■ **Saved entries**:
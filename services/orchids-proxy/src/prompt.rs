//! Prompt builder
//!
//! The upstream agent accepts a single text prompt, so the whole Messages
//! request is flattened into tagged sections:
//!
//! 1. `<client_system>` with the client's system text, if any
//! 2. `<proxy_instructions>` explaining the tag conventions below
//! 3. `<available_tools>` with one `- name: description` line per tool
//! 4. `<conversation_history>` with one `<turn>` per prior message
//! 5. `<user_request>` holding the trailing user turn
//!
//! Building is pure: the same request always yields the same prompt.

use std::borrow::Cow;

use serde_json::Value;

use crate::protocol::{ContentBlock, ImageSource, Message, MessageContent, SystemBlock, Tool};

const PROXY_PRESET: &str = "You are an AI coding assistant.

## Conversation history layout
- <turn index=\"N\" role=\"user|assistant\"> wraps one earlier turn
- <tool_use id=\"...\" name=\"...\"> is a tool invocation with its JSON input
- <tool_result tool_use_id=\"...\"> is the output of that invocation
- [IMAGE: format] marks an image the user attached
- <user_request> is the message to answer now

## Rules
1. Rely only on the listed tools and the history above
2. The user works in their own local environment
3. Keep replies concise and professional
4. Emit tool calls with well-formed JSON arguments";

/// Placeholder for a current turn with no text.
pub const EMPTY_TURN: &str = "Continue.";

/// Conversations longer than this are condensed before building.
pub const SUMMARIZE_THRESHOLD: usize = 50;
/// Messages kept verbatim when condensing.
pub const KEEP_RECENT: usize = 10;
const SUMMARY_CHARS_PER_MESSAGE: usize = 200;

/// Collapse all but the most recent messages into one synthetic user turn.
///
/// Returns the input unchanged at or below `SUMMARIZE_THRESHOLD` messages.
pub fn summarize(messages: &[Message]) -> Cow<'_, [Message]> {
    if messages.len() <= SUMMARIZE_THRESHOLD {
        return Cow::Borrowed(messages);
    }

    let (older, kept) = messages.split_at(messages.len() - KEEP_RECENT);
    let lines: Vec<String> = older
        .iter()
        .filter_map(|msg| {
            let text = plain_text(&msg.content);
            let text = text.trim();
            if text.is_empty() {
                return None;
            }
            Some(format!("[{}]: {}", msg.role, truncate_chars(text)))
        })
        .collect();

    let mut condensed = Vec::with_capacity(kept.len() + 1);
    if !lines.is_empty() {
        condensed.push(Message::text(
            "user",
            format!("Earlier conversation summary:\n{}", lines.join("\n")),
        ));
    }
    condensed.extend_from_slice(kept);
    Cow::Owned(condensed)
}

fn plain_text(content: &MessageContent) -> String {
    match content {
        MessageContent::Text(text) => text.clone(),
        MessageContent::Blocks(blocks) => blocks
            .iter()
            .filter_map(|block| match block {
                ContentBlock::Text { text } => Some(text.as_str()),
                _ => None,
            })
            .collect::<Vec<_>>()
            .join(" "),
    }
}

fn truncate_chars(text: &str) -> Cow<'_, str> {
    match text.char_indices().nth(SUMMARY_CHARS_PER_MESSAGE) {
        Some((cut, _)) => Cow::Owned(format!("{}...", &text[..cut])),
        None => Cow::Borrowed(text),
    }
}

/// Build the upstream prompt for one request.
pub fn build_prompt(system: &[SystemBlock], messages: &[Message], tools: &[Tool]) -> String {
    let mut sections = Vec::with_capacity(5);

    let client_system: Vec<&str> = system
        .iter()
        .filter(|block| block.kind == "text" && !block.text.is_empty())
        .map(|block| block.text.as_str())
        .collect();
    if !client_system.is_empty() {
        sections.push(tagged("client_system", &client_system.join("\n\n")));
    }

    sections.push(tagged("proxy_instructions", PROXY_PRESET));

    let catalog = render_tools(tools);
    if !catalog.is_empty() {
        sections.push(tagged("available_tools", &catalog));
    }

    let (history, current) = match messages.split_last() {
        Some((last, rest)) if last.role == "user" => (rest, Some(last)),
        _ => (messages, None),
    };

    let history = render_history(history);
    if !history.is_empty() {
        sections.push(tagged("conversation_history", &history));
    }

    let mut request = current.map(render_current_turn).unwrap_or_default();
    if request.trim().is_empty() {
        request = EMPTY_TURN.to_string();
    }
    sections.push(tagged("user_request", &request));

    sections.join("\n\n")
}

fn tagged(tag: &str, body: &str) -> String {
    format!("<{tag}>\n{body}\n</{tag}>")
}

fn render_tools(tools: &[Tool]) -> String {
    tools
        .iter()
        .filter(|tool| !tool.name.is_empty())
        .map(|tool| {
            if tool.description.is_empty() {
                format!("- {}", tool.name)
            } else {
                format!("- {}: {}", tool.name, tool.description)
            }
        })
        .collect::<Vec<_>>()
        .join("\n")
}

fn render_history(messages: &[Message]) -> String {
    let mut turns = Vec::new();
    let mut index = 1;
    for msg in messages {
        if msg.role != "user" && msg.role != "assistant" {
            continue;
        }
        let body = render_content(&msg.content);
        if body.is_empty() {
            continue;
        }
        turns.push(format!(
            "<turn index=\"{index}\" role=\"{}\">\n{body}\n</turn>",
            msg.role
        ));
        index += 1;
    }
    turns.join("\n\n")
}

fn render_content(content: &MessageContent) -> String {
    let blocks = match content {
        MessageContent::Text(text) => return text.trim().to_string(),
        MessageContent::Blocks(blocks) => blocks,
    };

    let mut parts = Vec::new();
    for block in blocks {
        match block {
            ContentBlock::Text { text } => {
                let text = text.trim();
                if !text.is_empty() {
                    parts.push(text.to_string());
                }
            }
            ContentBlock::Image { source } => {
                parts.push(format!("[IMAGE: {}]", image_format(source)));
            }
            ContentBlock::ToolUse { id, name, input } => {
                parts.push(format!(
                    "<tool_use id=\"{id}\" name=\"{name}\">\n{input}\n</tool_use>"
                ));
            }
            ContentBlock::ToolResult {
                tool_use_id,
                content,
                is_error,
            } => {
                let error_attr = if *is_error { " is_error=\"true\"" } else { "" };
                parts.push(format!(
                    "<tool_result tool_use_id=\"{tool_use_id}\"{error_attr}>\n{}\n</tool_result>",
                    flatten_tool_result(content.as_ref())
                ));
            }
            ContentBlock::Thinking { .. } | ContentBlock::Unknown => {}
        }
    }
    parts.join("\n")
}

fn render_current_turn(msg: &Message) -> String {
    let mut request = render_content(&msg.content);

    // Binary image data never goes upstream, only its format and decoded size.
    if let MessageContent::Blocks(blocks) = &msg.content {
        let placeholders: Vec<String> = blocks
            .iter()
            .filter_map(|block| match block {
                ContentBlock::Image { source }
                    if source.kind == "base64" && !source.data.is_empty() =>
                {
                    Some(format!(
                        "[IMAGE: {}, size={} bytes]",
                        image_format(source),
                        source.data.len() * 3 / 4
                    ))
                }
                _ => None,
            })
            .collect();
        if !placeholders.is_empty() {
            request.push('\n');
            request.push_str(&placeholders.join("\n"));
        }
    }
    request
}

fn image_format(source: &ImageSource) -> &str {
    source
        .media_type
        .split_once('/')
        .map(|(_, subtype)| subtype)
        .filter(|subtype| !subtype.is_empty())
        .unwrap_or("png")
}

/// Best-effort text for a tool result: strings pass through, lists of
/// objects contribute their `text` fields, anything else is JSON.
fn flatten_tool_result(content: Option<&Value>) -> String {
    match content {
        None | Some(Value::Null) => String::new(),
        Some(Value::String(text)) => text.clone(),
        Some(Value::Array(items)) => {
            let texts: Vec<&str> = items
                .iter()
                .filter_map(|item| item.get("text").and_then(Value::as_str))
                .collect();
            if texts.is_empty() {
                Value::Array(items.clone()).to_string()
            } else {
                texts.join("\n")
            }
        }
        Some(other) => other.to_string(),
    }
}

* * *

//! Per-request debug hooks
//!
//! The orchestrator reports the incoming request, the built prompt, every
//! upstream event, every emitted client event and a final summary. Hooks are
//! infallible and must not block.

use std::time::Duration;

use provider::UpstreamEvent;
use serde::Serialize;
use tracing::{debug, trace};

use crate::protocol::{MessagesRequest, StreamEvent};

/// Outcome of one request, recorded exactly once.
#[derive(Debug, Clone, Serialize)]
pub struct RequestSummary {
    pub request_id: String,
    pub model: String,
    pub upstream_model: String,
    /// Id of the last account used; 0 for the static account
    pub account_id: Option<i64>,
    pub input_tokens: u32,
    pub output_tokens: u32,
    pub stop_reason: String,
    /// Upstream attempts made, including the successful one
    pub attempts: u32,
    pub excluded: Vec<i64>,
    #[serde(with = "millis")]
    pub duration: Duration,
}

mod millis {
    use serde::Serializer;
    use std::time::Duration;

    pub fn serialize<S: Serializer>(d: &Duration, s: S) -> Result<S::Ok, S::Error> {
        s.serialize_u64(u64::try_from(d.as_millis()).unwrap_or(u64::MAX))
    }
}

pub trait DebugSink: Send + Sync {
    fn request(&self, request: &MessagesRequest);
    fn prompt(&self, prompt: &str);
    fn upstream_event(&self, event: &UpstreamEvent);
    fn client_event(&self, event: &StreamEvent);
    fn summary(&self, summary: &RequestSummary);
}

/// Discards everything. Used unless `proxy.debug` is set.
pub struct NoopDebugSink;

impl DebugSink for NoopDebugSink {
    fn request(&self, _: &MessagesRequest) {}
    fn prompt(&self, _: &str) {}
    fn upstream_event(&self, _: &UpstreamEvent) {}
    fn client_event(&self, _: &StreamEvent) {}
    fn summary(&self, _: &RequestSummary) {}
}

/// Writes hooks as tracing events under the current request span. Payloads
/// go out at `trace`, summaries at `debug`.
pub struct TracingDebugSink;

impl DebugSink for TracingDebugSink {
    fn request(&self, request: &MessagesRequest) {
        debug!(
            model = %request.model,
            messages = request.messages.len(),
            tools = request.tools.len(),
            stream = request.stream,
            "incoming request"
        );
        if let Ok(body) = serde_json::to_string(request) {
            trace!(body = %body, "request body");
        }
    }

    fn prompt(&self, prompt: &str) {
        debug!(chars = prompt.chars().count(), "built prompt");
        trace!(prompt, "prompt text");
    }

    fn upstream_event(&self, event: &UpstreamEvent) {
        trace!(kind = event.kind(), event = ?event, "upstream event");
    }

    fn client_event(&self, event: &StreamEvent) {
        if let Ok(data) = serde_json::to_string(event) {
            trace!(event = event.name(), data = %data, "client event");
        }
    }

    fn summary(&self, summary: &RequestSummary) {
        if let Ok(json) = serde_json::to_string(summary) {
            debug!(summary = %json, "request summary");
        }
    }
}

==

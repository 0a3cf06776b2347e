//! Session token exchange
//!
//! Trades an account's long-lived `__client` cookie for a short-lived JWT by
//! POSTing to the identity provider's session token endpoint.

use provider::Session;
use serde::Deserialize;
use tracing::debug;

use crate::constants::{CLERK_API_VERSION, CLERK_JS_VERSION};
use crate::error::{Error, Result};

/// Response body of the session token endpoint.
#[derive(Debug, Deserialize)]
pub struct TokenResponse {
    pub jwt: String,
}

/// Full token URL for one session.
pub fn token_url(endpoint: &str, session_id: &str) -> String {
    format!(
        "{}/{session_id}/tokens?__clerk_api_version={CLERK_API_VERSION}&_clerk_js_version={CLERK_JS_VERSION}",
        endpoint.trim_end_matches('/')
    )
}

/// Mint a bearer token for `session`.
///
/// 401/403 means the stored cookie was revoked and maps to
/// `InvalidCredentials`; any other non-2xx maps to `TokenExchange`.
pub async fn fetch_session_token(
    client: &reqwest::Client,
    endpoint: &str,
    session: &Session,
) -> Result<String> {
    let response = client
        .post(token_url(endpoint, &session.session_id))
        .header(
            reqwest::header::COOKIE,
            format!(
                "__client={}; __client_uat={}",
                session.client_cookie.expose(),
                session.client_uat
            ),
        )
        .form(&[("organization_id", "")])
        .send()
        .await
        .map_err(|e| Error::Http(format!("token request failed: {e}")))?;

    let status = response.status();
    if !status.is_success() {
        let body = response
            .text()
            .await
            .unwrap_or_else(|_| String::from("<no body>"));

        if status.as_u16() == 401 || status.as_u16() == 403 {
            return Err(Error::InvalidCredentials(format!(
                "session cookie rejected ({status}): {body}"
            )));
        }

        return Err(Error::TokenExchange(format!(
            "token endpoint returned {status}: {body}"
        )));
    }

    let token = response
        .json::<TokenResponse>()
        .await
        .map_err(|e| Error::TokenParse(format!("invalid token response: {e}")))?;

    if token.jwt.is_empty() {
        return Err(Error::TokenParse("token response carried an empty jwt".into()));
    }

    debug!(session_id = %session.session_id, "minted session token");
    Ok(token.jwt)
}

■ **Task instructions**:
One stretch of the lines above is wanted, from the line that contains "fn request(&self, request: &MessagesRequest);" through the line that contains "pub struct TracingDebugSink;". Output it exactly.

■ **Result of the task**:
    fn request(&self, request: &MessagesRequest);
    fn prompt(&self, prompt: &str);
    fn upstream_event(&self, event: &UpstreamEvent);
    fn client_event(&self, event: &StreamEvent);
    fn summary(&self, summary: &RequestSummary);
}

/// Discards everything. Used unless `proxy.debug` is set.
pub struct NoopDebugSink;

impl DebugSink for NoopDebugSink {
    fn request(&self, _: &MessagesRequest) {}
    fn prompt(&self, _: &str) {}
    fn upstream_event(&self, _: &UpstreamEvent) {}
    fn client_event(&self, _: &StreamEvent) {}
    fn summary(&self, _: &RequestSummary) {}
}

/// Writes hooks as tracing events under the current request span. Payloads
/// go out at `trace`, summaries at `debug`.
pub struct TracingDebugSink;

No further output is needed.